Christian Messenger argues that Fitzgerald's book hinges on the sustaining sentimental fragments: "On an aesthetic level, Fitzgerald's working through of sentiment's broken premises and rhetoric in Tender heralds a triumph of modernism in his attempt to sustain his sentimental fragments and allegiances in new forms." He calls it "F. Scott Fitzgerald's richest novel, replete with vivid characters, gorgeous prose, and shocking scenes," and calls attention to Slavoj Žižek's use of the book to illustrate the nonlinear nature of experience.

== Legacy and influence ==
Following Fitzgerald's death in 1940, Tender Is the Nights critical reputation has steadily grown. Later critics have described it as "an exquisitely crafted piece of fiction" and "one of the greatest American novels". It is now widely regarded as among Fitzgerald's most accomplished works, with some agreeing with the author's assessment that it surpasses The Great Gatsby.

In 1998, the Modern Library included the novel at #28 on its list of the 100 best English-language novels of the 20th century. Radcliffe later included it at #62 in its rival list. NPR included it at #69 on its 2009 list titled 100 Years, 100 Novels. In 2012 it was listed as one of the 1001 Books You Must Read Before You Die.

Writer Dan Houser, creator of Grand Theft Auto and Red Dead Redemption, has praised the novel, saying, "I prefer [Tender is the Night] to Gatsby.

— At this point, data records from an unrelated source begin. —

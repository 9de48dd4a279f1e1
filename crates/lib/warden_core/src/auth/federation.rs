//! Maps an identity verified by an OAuth provider onto a local user.

use std::sync::Arc;

use tracing::{debug, info};

use super::AuthError;
use crate::context::RequestContext;
use crate::models::auth::{NewUser, OAuthIdentity, User};
use crate::store::{USERS_EMAIL_KEY, UserStore};

/// Identity federation adapter.
///
/// Returns the local user only. Opening a session is a separate step
/// ([`super::engine::AuthEngine::issue_session`]).
pub struct Federation {
    store: Arc<dyn UserStore>,
}

impl Federation {
    pub fn new(store: Arc<dyn UserStore>) -> Self {
        Self { store }
    }

    /// Find or create the user for `identity`.
    ///
    /// The insert is attempted first; an existing account with the same
    /// email makes it fail on the email constraint, which is expected.
    pub async fn oauth_login(
        &self,
        ctx: &RequestContext,
        identity: &OAuthIdentity,
    ) -> Result<User, AuthError> {
        ctx.run(async {
            let new_user = NewUser {
                oauth_id: Some(identity.external_id.clone()),
                username: identity.display_name.clone(),
                avatar_url: identity.avatar_url.clone(),
                email: identity.email.clone(),
                password_hash: None,
                // The provider has already verified the address.
                is_verified: true,
                provider: Some(identity.provider.clone()),
            };

            match self.store.create_user(&new_user).await {
                Ok(user) => {
                    info!(user_id = user.id, provider = %identity.provider, "user created from oauth");
                    return Ok(user);
                }
                Err(e) if e.is_unique_violation_on(USERS_EMAIL_KEY) => {
                    debug!(provider = %identity.provider, "oauth identity matches existing account");
                }
                Err(e) => return Err(AuthError::internal("create oauth user", e)),
            }

            self.store
                .find_user_by_email(&identity.email)
                .await
                .map_err(|e| AuthError::internal("find oauth user", e))?
                .ok_or_else(|| AuthError::internal_msg("oauth user vanished after insert"))
        })
        .await
    }
}

#[cfg(test)]
mod tests {
    use super::*;
    use crate::store::memory::MemoryStore;

    fn identity(external_id: &str, email: &str) -> OAuthIdentity {
        OAuthIdentity {
            provider: "github".into(),
            external_id: external_id.into(),
            email: email.into(),
            display_name: "Octo Cat".into(),
            avatar_url: Some("https://avatars.example.com/1".into()),
        }
    }

    #[tokio::test]
    async fn first_login_creates_verified_oauth_user() {
        let store = Arc::new(MemoryStore::new());
        let federation = Federation::new(store.clone());
        let ctx = RequestContext::background();

        let user = federation
            .oauth_login(&ctx, &identity("gh-1", "octo@x.com"))
            .await
            .unwrap();
        assert!(user.is_verified);
        assert_eq!(user.oauth_id.as_deref(), Some("gh-1"));
        assert_eq!(user.provider.as_deref(), Some("github"));
        assert_eq!(store.password_hash(user.id), None);
    }

    #[tokio::test]
    async fn repeat_login_returns_existing_user() {
        let store = Arc::new(MemoryStore::new());
        let federation = Federation::new(store.clone());
        let ctx = RequestContext::background();

        let first = federation
            .oauth_login(&ctx, &identity("gh-1", "octo@x.com"))
            .await
            .unwrap();
        let second = federation
            .oauth_login(&ctx, &identity("gh-1", "octo@x.com"))
            .await
            .unwrap();
        assert_eq!(first.id, second.id);
        assert_eq!(store.list_users().await.unwrap().len(), 1);
    }

    #[tokio::test]
    async fn links_to_password_account_with_same_email() {
        let store = Arc::new(MemoryStore::new());
        let existing = store
            .create_user(&NewUser {
                username: "alice".into(),
                email: "alice@x.com".into(),
                password_hash: Some("hash".into()),
                ..Default::default()
            })
            .await
            .unwrap();
        let federation = Federation::new(store.clone());

        let user = federation
            .oauth_login(&RequestContext::background(), &identity("gh-2", "alice@x.com"))
            .await
            .unwrap();
        assert_eq!(user.id, existing.id);
    }

    #[tokio::test]
    async fn other_constraint_failures_are_internal() {
        let store = Arc::new(MemoryStore::new());
        let federation = Federation::new(store.clone());
        let ctx = RequestContext::background();
        federation
            .oauth_login(&ctx, &identity("gh-1", "one@x.com"))
            .await
            .unwrap();

        // Same external id, different email: the oauth_id constraint fires.
        let err = federation
            .oauth_login(&ctx, &identity("gh-1", "two@x.com"))
            .await
            .unwrap_err();
        assert!(matches!(err, AuthError::Internal { .. }));
    }
}
//! Request handlers.

pub mod auth;
pub mod health;
pub mod oauth;
pub mod users;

They're both amazing, but this, it's broader."

== Adaptations ==
In 1955, an hour-long adaptation was broadcast live by CBS on the General Electric sponsored show "Front Row Center", with Mercedes McCambridge as Nicole Diver. Dick Diver was played by James Daly. The telefilm was written by Whitfield Cook and directed and produced by McCambridge’s then-husband, Fletcher Markle. It featured original music by eminent composer David Raksin. New York Times reviewer John P. Shanley panned it as "an inept conception" and "an unforgivable treatment of a gifted author's work."

In 1962, a film adaptation was released with Jason Robards as Dick Diver and Jennifer Jones as Nicole Diver. The song "Tender Is the Night" from the movie soundtrack was nominated for the 1962 Academy Awards for Best Song.

Two decades later, in 1985, a television mini-series of the book was co-produced by the BBC, 20th Century Fox Television, and Showtime Entertainment. The mini-series featured Peter Strauss as Dick Diver, Mary Steenburgen as Nicole Diver, and Sean Young as Rosemary Hoyt.

In 1995, a stage adaptation by Simon Levy, with permission of the Fitzgerald Estate, was produced at The Fountain Theatre, Los Angeles. It won the PEN Literary Award in Drama and several other awards.

Boris Eifman's 2015 ballet Up and Down is based loosely on the novel.